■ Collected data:
= = = = =

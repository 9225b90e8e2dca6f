use std::cell::RefCell;

use backlight_control::bsp::gpio::{DigitalIo, Direction};

use crate::sim_error::SimError;

pub const PIN_COUNT: usize = 40;

#[derive(Clone, Debug, Eq, PartialEq, Copy)]
pub struct PinState {
    pub direction: Direction,
    /// Level written by software
    pub level: bool,
    pub inverted: bool,
    pub pad_selected: bool,
}

impl PinState {
    /// Level at the pad, after the inversion of the GPIO matrix
    pub fn pad_high(&self) -> bool {
        self.direction == Direction::Output && (self.level ^ self.inverted)
    }
}

const RESET: PinState = PinState {
    direction: Direction::Disabled,
    level: false,
    inverted: false,
    pad_selected: false,
};

/// GPIO matrix which resides in memory, pin map of an ESP32
pub struct SimGpio {
    pins: RefCell<[PinState; PIN_COUNT]>,
}

impl SimGpio {
    pub fn new() -> Self {
        SimGpio {
            pins: RefCell::new([RESET; PIN_COUNT]),
        }
    }

    pub fn pin(&self, pin: u8) -> Option<PinState> {
        self.pins.borrow().get(pin as usize).copied()
    }

    fn modify<F>(&self, pin: u8, f: F) -> Result<(), SimError>
    where
        F: FnOnce(&mut PinState),
    {
        if !self.is_valid_output(pin) {
            return Err(SimError::NotAnOutput(pin));
        }
        f(&mut self.pins.borrow_mut()[pin as usize]);
        Ok(())
    }
}

impl DigitalIo for SimGpio {
    type Error = SimError;

    /// 34..=39 are input only, the rest of the gaps are not bonded out
    fn is_valid_output(&self, pin: u8) -> bool {
        pin < 34 && !matches!(pin, 24 | 28..=31)
    }

    fn select_pad(&self, pin: u8) {
        if let Some(state) = self.pins.borrow_mut().get_mut(pin as usize) {
            state.pad_selected = true;
        }
    }

    fn set_direction(&self, pin: u8, direction: Direction) -> Result<(), Self::Error> {
        if direction == Direction::Output {
            return self.modify(pin, |state| state.direction = direction);
        }
        match self.pins.borrow_mut().get_mut(pin as usize) {
            Some(state) => {
                state.direction = direction;
                Ok(())
            }
            None => Err(SimError::NoSuchPin(pin)),
        }
    }

    fn set_output_inverted(&self, pin: u8, inverted: bool) {
        if let Some(state) = self.pins.borrow_mut().get_mut(pin as usize) {
            state.inverted = inverted;
        }
    }

    fn set_level(&self, pin: u8, high: bool) -> Result<(), Self::Error> {
        self.modify(pin, |state| state.level = high)
    }
}

#[cfg(test)]
mod test {
    use backlight_control::bsp::gpio::{DigitalIo, Direction};

    use crate::sim_error::SimError;
    use crate::sim_gpio::SimGpio;

    #[test]
    fn input_only_pins_are_not_outputs() {
        let gpio = SimGpio::new();
        assert!(gpio.is_valid_output(0));
        assert!(gpio.is_valid_output(23));
        assert!(gpio.is_valid_output(33));
        assert!(!gpio.is_valid_output(24));
        assert!(!gpio.is_valid_output(30));
        assert!(!gpio.is_valid_output(34));
        assert!(!gpio.is_valid_output(39));
        assert!(!gpio.is_valid_output(40));
        assert_eq!(
            gpio.set_direction(36, Direction::Output),
            Err(SimError::NotAnOutput(36))
        );
    }

    #[test]
    fn pad_follows_level_and_inversion() {
        let gpio = SimGpio::new();
        gpio.set_direction(4, Direction::Output).unwrap();

        gpio.set_level(4, true).unwrap();
        assert!(gpio.pin(4).unwrap().pad_high());

        gpio.set_output_inverted(4, true);
        assert!(!gpio.pin(4).unwrap().pad_high());

        gpio.set_level(4, false).unwrap();
        assert!(gpio.pin(4).unwrap().pad_high());
    }

    #[test]
    fn pad_of_disabled_pin_is_low() {
        let gpio = SimGpio::new();
        gpio.set_level(4, true).unwrap();
        assert!(!gpio.pin(4).unwrap().pad_high());
    }
}
use std::fmt::{Display, Formatter};

/// What the simulated peripherals refuse to do
#[derive(Clone, Debug, Eq, PartialEq, Copy)]
pub enum SimError {
    InvalidTimer(u8),
    InvalidChannel(u8),
    TimerNotConfigured(u8),
    ChannelNotConfigured(u8),
    DutyOutOfRange(u32),
    UnsupportedFrequency(u32),
    UnsupportedResolution(u8),
    UnsupportedSpeedMode,
    NoSuchPin(u8),
    NotAnOutput(u8),
}

impl Display for SimError {
    fn fmt(&self, f: &mut Formatter<'_>) -> std::fmt::Result {
        match self {
            SimError::InvalidTimer(timer) => write!(f, "no such timer: {}", timer),
            SimError::InvalidChannel(channel) => write!(f, "no such channel: {}", channel),
            SimError::TimerNotConfigured(timer) => write!(f, "timer {} is not configured", timer),
            SimError::ChannelNotConfigured(channel) => {
                write!(f, "channel {} is not configured", channel)
            }
            SimError::DutyOutOfRange(duty) => write!(f, "duty {} exceeds timer resolution", duty),
            SimError::UnsupportedFrequency(freq) => write!(f, "can not generate {} Hz", freq),
            SimError::UnsupportedResolution(bits) => write!(f, "{} bit resolution", bits),
            SimError::UnsupportedSpeedMode => write!(f, "only the low speed group is simulated"),
            SimError::NoSuchPin(pin) => write!(f, "no such GPIO: {}", pin),
            SimError::NotAnOutput(pin) => write!(f, "GPIO {} can not be an output", pin),
        }
    }
}

impl std::error::Error for SimError {}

= = = = =

■ WHAT YOU HAVE TO DO: Out of the preceding entries, pull every line containing the string "Formatter".

■ WRITTEN REPLY:
use std::fmt::{Display, Formatter};
    fn fmt(&self, f: &mut Formatter<'_>) -> std::fmt::Result {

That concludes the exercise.